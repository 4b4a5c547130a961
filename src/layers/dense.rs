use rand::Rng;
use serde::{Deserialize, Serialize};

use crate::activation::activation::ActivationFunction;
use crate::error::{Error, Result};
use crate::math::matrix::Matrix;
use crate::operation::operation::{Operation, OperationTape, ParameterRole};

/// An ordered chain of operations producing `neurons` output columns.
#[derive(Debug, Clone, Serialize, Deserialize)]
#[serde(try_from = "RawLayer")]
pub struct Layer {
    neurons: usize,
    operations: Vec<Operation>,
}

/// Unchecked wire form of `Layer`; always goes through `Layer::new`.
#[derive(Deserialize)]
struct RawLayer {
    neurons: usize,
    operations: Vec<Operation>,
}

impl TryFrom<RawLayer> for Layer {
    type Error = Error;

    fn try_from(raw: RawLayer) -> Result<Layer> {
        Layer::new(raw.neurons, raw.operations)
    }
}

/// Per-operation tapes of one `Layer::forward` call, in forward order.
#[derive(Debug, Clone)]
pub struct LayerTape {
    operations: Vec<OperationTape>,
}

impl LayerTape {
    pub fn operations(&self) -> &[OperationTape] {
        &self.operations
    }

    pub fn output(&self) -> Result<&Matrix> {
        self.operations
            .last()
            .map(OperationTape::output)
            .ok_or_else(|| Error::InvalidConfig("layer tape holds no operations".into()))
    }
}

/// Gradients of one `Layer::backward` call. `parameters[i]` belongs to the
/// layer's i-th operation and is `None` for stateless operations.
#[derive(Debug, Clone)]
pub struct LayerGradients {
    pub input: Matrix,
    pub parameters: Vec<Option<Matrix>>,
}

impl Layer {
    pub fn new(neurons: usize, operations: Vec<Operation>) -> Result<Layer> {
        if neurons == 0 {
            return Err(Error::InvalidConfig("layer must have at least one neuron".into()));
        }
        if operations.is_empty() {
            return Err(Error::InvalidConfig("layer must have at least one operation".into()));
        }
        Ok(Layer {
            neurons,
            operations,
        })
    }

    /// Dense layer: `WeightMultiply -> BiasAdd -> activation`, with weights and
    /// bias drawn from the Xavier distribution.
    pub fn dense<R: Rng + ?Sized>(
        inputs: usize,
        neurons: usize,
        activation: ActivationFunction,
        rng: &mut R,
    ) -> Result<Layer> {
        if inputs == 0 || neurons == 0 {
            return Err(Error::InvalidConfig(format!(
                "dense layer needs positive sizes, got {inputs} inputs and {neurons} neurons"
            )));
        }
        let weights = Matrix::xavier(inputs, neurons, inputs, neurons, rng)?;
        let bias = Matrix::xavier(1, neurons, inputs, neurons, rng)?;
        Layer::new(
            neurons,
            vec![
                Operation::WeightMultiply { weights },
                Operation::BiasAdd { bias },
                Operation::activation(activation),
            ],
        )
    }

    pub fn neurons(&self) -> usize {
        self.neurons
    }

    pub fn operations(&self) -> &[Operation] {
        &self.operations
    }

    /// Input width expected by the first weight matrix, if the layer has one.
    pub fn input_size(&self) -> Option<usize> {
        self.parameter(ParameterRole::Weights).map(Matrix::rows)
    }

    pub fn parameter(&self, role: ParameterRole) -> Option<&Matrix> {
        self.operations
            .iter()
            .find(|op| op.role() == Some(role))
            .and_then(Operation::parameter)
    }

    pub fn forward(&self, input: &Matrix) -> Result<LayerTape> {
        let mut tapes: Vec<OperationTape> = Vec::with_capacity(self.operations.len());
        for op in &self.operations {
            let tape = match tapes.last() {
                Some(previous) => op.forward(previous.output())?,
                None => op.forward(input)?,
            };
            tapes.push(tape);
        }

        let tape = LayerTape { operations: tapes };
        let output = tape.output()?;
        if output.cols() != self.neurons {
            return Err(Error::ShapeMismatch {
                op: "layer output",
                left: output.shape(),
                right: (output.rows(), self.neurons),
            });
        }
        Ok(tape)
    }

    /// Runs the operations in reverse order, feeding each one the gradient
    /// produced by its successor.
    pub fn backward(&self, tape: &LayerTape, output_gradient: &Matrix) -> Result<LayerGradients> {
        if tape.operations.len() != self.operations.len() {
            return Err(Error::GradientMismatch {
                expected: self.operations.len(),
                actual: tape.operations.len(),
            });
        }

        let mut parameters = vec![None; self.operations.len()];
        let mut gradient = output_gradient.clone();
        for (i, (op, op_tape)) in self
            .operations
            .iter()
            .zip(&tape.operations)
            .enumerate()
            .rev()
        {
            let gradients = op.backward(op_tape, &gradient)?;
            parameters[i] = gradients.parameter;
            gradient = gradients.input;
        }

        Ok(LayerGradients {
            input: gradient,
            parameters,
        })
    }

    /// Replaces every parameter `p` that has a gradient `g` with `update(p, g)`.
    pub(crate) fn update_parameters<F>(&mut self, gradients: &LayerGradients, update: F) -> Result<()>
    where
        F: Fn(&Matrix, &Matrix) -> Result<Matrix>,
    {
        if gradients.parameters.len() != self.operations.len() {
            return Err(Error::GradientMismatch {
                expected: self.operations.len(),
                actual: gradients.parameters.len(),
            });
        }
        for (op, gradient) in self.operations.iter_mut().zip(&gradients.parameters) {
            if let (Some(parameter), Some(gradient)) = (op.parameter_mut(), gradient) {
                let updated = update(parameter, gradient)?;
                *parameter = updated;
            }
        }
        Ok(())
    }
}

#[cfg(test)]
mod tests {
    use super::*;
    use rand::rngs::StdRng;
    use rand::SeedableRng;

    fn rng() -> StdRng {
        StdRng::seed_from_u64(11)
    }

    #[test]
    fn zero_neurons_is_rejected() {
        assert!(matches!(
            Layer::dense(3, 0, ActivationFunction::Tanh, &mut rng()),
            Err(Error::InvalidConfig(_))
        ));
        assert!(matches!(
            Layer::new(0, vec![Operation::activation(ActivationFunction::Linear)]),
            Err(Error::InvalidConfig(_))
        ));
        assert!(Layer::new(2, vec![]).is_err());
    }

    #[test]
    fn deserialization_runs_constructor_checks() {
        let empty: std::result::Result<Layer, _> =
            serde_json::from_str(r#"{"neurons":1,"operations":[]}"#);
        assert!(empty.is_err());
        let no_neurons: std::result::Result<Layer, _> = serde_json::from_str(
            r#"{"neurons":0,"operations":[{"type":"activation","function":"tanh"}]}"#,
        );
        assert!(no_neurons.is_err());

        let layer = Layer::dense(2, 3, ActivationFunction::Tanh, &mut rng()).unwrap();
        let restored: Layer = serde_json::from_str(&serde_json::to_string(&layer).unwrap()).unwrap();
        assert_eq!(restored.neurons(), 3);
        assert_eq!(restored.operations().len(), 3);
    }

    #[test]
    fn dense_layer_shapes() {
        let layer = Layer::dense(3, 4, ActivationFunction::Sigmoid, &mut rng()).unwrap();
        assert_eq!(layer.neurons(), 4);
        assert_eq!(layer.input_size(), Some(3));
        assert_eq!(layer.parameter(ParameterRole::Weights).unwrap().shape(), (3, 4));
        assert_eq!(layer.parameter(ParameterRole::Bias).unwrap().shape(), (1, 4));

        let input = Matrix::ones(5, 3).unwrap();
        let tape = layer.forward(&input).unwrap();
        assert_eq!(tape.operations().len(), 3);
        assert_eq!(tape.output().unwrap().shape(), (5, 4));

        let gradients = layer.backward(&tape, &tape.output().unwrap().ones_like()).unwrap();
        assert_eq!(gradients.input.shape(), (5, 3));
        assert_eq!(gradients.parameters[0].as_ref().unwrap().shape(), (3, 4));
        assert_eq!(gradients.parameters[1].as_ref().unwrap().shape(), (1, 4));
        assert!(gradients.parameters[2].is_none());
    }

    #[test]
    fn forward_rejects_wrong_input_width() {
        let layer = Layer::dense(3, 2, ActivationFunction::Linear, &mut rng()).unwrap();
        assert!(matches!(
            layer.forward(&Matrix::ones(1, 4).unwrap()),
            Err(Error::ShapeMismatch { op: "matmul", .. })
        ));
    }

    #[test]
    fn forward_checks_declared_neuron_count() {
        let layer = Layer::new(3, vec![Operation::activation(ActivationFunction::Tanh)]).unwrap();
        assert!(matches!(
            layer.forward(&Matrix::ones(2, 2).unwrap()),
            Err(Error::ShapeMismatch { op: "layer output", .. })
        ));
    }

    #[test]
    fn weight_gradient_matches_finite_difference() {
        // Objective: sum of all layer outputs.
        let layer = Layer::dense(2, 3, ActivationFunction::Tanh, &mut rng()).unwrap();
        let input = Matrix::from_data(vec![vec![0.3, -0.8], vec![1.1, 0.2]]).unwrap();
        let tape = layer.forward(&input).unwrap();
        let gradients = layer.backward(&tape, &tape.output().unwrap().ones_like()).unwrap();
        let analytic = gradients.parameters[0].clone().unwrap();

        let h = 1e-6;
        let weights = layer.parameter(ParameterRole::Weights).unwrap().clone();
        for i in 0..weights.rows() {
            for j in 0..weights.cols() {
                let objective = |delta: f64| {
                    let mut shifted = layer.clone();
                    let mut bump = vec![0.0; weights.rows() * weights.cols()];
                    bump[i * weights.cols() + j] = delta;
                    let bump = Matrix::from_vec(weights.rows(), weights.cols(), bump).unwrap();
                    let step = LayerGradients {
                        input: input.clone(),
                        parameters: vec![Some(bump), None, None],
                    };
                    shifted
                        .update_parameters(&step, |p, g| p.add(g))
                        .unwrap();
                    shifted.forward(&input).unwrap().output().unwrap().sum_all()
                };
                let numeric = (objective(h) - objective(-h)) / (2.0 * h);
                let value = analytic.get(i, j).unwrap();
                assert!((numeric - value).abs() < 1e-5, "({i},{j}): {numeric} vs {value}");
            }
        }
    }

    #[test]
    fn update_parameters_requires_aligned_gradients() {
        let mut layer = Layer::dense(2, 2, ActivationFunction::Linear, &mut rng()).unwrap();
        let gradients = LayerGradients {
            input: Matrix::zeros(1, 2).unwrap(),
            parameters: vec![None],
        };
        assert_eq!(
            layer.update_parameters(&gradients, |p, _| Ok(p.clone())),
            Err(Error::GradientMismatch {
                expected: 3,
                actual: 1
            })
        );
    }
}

## Task goal
Restate, word for word and with nothing added, the lines from the first line of the listing through the one where "use crate::math::matrix::Matrix;" stands.

## Finished task
repository 4b4a5c547130a961
filename src/layers/dense.rs
use rand::Rng;
use serde::{Deserialize, Serialize};

use crate::activation::activation::ActivationFunction;
use crate::error::{Error, Result};
use crate::math::matrix::Matrix;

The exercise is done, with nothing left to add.